[Problem statement]: Each line below that includes the word "super" adds one to the count; give that count and nothing else.

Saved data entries
□ □ □ □ □

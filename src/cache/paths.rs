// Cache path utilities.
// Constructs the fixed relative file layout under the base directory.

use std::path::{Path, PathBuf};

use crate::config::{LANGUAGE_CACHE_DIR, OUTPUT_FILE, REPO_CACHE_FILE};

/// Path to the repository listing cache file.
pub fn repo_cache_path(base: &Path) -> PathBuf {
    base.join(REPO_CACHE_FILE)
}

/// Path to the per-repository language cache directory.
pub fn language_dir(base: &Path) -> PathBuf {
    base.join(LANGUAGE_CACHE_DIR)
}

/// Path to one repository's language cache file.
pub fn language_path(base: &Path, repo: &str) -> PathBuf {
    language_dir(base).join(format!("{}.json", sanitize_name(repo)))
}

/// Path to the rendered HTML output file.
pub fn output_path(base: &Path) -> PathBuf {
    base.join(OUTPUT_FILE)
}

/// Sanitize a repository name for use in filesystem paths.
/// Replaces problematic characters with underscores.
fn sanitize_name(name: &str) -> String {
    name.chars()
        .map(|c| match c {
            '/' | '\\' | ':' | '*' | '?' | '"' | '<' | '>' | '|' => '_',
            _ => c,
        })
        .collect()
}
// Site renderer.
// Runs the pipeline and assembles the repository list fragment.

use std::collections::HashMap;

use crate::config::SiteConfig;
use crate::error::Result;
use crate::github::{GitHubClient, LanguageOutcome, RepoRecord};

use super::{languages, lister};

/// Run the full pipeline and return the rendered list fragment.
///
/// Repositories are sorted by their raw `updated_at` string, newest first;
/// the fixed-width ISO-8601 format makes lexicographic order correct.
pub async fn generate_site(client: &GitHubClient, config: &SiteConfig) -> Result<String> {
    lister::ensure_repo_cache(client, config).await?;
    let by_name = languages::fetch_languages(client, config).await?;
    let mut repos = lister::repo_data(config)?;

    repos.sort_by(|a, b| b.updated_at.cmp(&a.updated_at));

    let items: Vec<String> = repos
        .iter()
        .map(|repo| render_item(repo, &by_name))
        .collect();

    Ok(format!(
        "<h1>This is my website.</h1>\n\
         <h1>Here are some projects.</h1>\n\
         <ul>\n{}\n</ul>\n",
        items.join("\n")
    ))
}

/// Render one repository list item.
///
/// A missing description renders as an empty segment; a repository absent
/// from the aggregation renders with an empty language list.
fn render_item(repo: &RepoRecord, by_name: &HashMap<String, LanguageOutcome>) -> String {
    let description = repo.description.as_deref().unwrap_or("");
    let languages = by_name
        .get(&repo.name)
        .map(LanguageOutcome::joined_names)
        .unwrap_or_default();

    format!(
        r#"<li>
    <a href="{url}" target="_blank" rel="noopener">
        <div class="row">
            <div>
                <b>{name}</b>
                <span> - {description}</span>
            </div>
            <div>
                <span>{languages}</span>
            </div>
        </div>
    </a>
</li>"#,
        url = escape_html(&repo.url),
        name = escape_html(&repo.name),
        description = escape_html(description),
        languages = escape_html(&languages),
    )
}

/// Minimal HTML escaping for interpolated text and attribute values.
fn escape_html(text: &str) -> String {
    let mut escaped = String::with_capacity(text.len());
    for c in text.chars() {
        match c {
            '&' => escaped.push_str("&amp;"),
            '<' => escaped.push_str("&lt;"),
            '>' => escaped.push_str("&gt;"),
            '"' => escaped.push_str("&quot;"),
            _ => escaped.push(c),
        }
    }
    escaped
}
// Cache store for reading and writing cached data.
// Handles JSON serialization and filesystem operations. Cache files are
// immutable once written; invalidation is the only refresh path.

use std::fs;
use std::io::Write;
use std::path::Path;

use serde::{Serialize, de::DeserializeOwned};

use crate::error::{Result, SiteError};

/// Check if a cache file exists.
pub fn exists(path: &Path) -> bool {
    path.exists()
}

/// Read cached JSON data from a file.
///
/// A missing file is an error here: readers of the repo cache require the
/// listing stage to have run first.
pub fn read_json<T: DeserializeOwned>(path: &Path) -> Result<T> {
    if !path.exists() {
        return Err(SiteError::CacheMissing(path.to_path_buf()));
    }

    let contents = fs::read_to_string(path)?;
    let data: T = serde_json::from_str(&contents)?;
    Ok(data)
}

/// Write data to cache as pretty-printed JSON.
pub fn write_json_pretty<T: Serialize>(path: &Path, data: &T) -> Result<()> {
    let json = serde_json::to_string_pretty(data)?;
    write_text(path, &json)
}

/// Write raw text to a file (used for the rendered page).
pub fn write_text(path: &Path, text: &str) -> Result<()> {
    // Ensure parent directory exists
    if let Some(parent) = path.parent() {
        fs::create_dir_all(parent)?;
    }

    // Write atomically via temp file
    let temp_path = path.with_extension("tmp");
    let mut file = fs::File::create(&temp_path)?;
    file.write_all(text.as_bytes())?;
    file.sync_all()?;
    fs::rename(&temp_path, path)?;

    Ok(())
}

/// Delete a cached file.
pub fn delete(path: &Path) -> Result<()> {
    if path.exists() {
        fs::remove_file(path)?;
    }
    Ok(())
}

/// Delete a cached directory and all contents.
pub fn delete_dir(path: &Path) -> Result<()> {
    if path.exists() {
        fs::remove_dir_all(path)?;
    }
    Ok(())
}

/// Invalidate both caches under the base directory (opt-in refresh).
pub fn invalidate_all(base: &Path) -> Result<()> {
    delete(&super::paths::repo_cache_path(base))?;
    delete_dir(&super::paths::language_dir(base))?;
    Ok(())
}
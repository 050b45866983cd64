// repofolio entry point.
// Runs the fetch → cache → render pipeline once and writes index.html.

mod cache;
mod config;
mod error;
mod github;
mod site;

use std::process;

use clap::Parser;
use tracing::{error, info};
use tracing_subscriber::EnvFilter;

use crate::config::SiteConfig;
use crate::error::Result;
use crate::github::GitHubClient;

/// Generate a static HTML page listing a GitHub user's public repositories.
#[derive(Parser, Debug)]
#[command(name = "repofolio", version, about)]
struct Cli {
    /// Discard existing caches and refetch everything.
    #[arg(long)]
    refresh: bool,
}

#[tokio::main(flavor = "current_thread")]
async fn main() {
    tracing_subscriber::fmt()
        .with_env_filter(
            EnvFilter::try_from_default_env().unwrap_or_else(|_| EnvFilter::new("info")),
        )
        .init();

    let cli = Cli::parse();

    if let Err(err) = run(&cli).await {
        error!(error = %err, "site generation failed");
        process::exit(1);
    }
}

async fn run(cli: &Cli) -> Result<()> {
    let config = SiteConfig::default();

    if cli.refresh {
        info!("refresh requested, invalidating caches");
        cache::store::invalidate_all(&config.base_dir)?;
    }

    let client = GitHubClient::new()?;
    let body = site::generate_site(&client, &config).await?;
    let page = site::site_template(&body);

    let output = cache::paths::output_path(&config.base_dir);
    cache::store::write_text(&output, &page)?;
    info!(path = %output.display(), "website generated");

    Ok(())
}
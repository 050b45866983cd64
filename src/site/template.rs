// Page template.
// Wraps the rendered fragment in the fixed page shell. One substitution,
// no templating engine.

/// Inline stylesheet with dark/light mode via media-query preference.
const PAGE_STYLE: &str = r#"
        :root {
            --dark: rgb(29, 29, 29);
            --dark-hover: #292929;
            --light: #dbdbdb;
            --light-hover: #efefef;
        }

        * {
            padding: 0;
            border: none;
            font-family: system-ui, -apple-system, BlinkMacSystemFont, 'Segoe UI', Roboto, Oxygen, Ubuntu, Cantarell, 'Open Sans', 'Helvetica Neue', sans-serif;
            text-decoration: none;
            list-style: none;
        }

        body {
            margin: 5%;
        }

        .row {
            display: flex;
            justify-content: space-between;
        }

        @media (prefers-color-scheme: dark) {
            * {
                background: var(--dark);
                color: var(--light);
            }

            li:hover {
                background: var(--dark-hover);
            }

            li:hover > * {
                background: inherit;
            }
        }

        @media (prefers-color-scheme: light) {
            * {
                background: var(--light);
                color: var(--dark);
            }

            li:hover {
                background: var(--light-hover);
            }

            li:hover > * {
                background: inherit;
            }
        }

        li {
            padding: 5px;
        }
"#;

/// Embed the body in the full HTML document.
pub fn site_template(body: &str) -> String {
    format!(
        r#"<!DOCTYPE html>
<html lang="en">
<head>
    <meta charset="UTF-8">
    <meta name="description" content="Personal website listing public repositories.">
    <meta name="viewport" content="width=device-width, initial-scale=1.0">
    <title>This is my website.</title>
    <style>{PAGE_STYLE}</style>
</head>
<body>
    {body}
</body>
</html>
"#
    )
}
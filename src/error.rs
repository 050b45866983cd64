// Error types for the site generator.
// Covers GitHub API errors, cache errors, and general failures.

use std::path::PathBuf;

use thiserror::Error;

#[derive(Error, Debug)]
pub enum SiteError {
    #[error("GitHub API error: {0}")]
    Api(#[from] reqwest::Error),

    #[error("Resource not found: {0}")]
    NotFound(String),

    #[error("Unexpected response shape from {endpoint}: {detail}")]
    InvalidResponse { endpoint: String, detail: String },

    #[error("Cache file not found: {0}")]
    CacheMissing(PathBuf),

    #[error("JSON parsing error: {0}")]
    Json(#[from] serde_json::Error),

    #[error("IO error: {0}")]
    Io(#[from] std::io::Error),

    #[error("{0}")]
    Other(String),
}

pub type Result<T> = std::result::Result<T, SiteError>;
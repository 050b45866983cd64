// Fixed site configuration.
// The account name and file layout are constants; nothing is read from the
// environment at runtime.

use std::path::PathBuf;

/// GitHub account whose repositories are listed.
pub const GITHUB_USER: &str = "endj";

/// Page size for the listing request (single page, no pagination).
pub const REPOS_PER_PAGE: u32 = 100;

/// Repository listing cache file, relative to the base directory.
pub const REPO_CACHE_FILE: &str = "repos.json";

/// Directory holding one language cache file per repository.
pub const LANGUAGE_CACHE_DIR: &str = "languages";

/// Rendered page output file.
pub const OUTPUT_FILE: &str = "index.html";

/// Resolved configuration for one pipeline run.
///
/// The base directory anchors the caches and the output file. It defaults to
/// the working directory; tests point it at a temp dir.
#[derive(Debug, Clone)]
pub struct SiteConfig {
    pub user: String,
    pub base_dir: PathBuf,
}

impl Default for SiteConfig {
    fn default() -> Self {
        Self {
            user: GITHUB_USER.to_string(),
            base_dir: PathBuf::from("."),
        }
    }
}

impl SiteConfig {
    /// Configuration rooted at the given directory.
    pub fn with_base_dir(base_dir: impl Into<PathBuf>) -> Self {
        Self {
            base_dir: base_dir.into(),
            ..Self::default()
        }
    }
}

□ □ □ □ □

[Answer for the task]: 3